(DATA PROVIDED):
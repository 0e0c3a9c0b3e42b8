//! Data models for checklist compilation
//!
//! This module contains the core data structures for representing a single
//! extracted eBird checklist, the taxonomy reference table, and the compiled
//! multi-checklist summary.

use crate::constants::{self, protocols};
use crate::{Error, Result};
use chrono::NaiveDate;
use serde::{Deserialize, Serialize};
use std::str::FromStr;

// =============================================================================
// Checklist Fields
// =============================================================================

/// Checklist fields, in the order the extractor looks for them
///
/// Used to report which field was being sought when extraction failed.
#[derive(Debug, Clone, Copy, PartialEq, Eq, Hash, Serialize, Deserialize)]
pub enum ChecklistField {
    Date,
    Location,
    Participants,
    ObservationMethod,
    Duration,
    Distance,
    SpeciesList,
}

impl std::fmt::Display for ChecklistField {
    fn fmt(&self, f: &mut std::fmt::Formatter<'_>) -> std::fmt::Result {
        let name = match self {
            ChecklistField::Date => "date",
            ChecklistField::Location => "location",
            ChecklistField::Participants => "participants",
            ChecklistField::ObservationMethod => "observation method",
            ChecklistField::Duration => "duration",
            ChecklistField::Distance => "distance",
            ChecklistField::SpeciesList => "species list",
        };
        write!(f, "{}", name)
    }
}

// =============================================================================
// Observation Method
// =============================================================================

/// eBird observation protocol
#[derive(Debug, Clone, Copy, PartialEq, Eq, Hash, Serialize, Deserialize)]
pub enum ObservationMethod {
    Traveling,
    Stationary,
    Incidental,
    Other,
}

impl ObservationMethod {
    /// Map the protocol text shown on a checklist page to a method
    ///
    /// Unrecognized protocols (area, banding, nocturnal flight call, ...) map
    /// to `Other` rather than failing.
    pub fn from_protocol(protocol: &str) -> Self {
        match protocol {
            protocols::TRAVELING => ObservationMethod::Traveling,
            protocols::STATIONARY => ObservationMethod::Stationary,
            protocols::INCIDENTAL => ObservationMethod::Incidental,
            _ => ObservationMethod::Other,
        }
    }

    /// Whether checklists with this method carry a duration badge
    pub fn has_duration(&self) -> bool {
        matches!(
            self,
            ObservationMethod::Traveling | ObservationMethod::Stationary
        )
    }

    /// Whether checklists with this method carry a distance badge
    pub fn has_distance(&self) -> bool {
        matches!(self, ObservationMethod::Traveling)
    }
}

impl std::fmt::Display for ObservationMethod {
    fn fmt(&self, f: &mut std::fmt::Formatter<'_>) -> std::fmt::Result {
        let name = match self {
            ObservationMethod::Traveling => "Traveling",
            ObservationMethod::Stationary => "Stationary",
            ObservationMethod::Incidental => "Incidental",
            ObservationMethod::Other => "Other",
        };
        write!(f, "{}", name)
    }
}

// =============================================================================
// Species and Checklist Records
// =============================================================================

/// One species line from a checklist or summary
#[derive(Debug, Clone, PartialEq, Eq, Serialize, Deserialize)]
pub struct SpeciesEntry {
    /// Common name exactly as shown on the page (may include a subspecies group)
    pub name: String,

    /// Number of individuals; 0 means present but not counted ("X")
    pub count: u32,

    /// Taxonomic sequence key resolved from the taxonomy table
    pub taxonomic_order: u32,
}

impl SpeciesEntry {
    pub fn new(name: impl Into<String>, count: u32, taxonomic_order: u32) -> Self {
        Self {
            name: name.into(),
            count,
            taxonomic_order,
        }
    }

    /// True when the observer reported presence without a number
    pub fn is_uncounted(&self) -> bool {
        self.count == 0
    }

    /// Count as shown in reports: the number, or "X" when uncounted
    pub fn display_count(&self) -> String {
        if self.is_uncounted() {
            constants::UNCOUNTED_TOKEN.to_string()
        } else {
            self.count.to_string()
        }
    }

    /// Whether this entry is a spuh ("duck sp.") or slash ("Greater/Lesser Scaup")
    pub fn is_spuh_or_slash(&self) -> bool {
        is_spuh_or_slash(&self.name)
    }
}

/// Whether a (stripped) name denotes genus-level or either-of-two uncertainty
pub fn is_spuh_or_slash(name: &str) -> bool {
    name.contains(constants::SPUH_MARKER) || name.contains(constants::SLASH_MARKER)
}

/// Structured record extracted from one checklist page
#[derive(Debug, Clone, PartialEq, Serialize, Deserialize)]
pub struct ChecklistRecord {
    /// Checklist identifier (e.g. "S76543210")
    pub identifier: String,

    /// Observation date
    pub date: NaiveDate,

    /// Location (hotspot or personal location) name
    pub location: String,

    /// Owner first, then other participants in page order
    pub participants: Vec<String>,

    pub observation_method: ObservationMethod,

    /// Effort duration in minutes (0 when the method has no duration)
    pub duration_minutes: f64,

    /// Effort distance in kilometers (0 unless traveling)
    pub distance_km: f64,

    /// Species in page order, shared sub-lists already merged
    pub species: Vec<SpeciesEntry>,
}

impl ChecklistRecord {
    /// Whether the anonymous participant appears on this checklist
    pub fn has_anonymous_participant(&self) -> bool {
        self.participants
            .iter()
            .any(|p| p == constants::ANONYMOUS_PARTICIPANT)
    }

    /// Total individuals on this checklist (uncounted entries contribute 0)
    pub fn total_individuals(&self) -> u64 {
        self.species.iter().map(|s| s.count as u64).sum()
    }
}

// =============================================================================
// Taxonomy
// =============================================================================

/// eBird taxonomy category
#[derive(Debug, Clone, Copy, PartialEq, Eq, Hash, Serialize, Deserialize)]
pub enum TaxonomyCategory {
    Species,
    Hybrid,
    Spuh,
    Slash,
    IdentifiableSubSpecificGroup,
    Intergrade,
    Domestic,
    Form,
}

impl FromStr for TaxonomyCategory {
    type Err = Error;

    fn from_str(s: &str) -> Result<Self> {
        match s.trim().to_ascii_lowercase().as_str() {
            "species" => Ok(TaxonomyCategory::Species),
            "hybrid" => Ok(TaxonomyCategory::Hybrid),
            "spuh" => Ok(TaxonomyCategory::Spuh),
            "slash" => Ok(TaxonomyCategory::Slash),
            "issf" => Ok(TaxonomyCategory::IdentifiableSubSpecificGroup),
            "intergrade" => Ok(TaxonomyCategory::Intergrade),
            "domestic" => Ok(TaxonomyCategory::Domestic),
            "form" => Ok(TaxonomyCategory::Form),
            _ => Err(Error::taxonomy(format!(
                "Invalid taxonomy category '{}': expected species, hybrid, spuh, slash, issf, intergrade, domestic or form",
                s
            ))),
        }
    }
}

/// One row of the taxonomy reference table
#[derive(Debug, Clone, PartialEq, Eq, Serialize, Deserialize)]
pub struct TaxonomyEntry {
    /// Taxonomic sequence key (TAXON_ORDER)
    pub sequence_key: u32,
    pub category: TaxonomyCategory,
    pub species_code: String,
    /// Lookup key (PRIMARY_COM_NAME)
    pub common_name: String,
    pub scientific_name: String,
    pub order: String,
    pub family: String,
    pub species_group: String,
    pub report_as: String,
}

// =============================================================================
// Summary
// =============================================================================

/// Summary of a batch of checklists
#[derive(Debug, Clone, Default, PartialEq, Serialize, Deserialize)]
pub struct SummaryRecord {
    /// Distinct participants in first-seen order
    pub participants: Vec<String>,

    /// More than one checklist carried the anonymous participant, so the
    /// participant count may under-represent distinct people
    pub includes_multiple_anonymous_contributors: bool,

    pub total_distance_km: f64,
    pub total_minutes: f64,
    pub distinct_location_count: usize,

    /// Species with subspecies groups folded in, sorted taxonomically
    pub species: Vec<SpeciesEntry>,
}

impl SummaryRecord {
    pub fn participant_count(&self) -> usize {
        self.participants.len()
    }

    pub fn total_distance_miles(&self) -> f64 {
        self.total_distance_km * constants::MILES_PER_KM
    }

    /// Sum of all counts (uncounted entries contribute 0)
    pub fn total_individuals(&self) -> u64 {
        self.species.iter().map(|s| s.count as u64).sum()
    }

    /// Split the species list into (full species, other taxa)
    ///
    /// Spuhs and slashes are reported as "other taxa" rather than species.
    pub fn species_counts(&self) -> (usize, usize) {
        let other_taxa = self.species.iter().filter(|s| s.is_spuh_or_slash()).count();
        (self.species.len() - other_taxa, other_taxa)
    }
}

(ASSIGNMENT): Set down exactly the lines above that run from the start of the listing to the line with "use chrono::NaiveDate;". Leave out every later line.

(RESPONSE AREA):
repository 0e0c3a9c0b3e42b8
//! Data models for checklist compilation
//!
//! This module contains the core data structures for representing a single
//! extracted eBird checklist, the taxonomy reference table, and the compiled
//! multi-checklist summary.

use crate::constants::{self, protocols};
use crate::{Error, Result};
use chrono::NaiveDate;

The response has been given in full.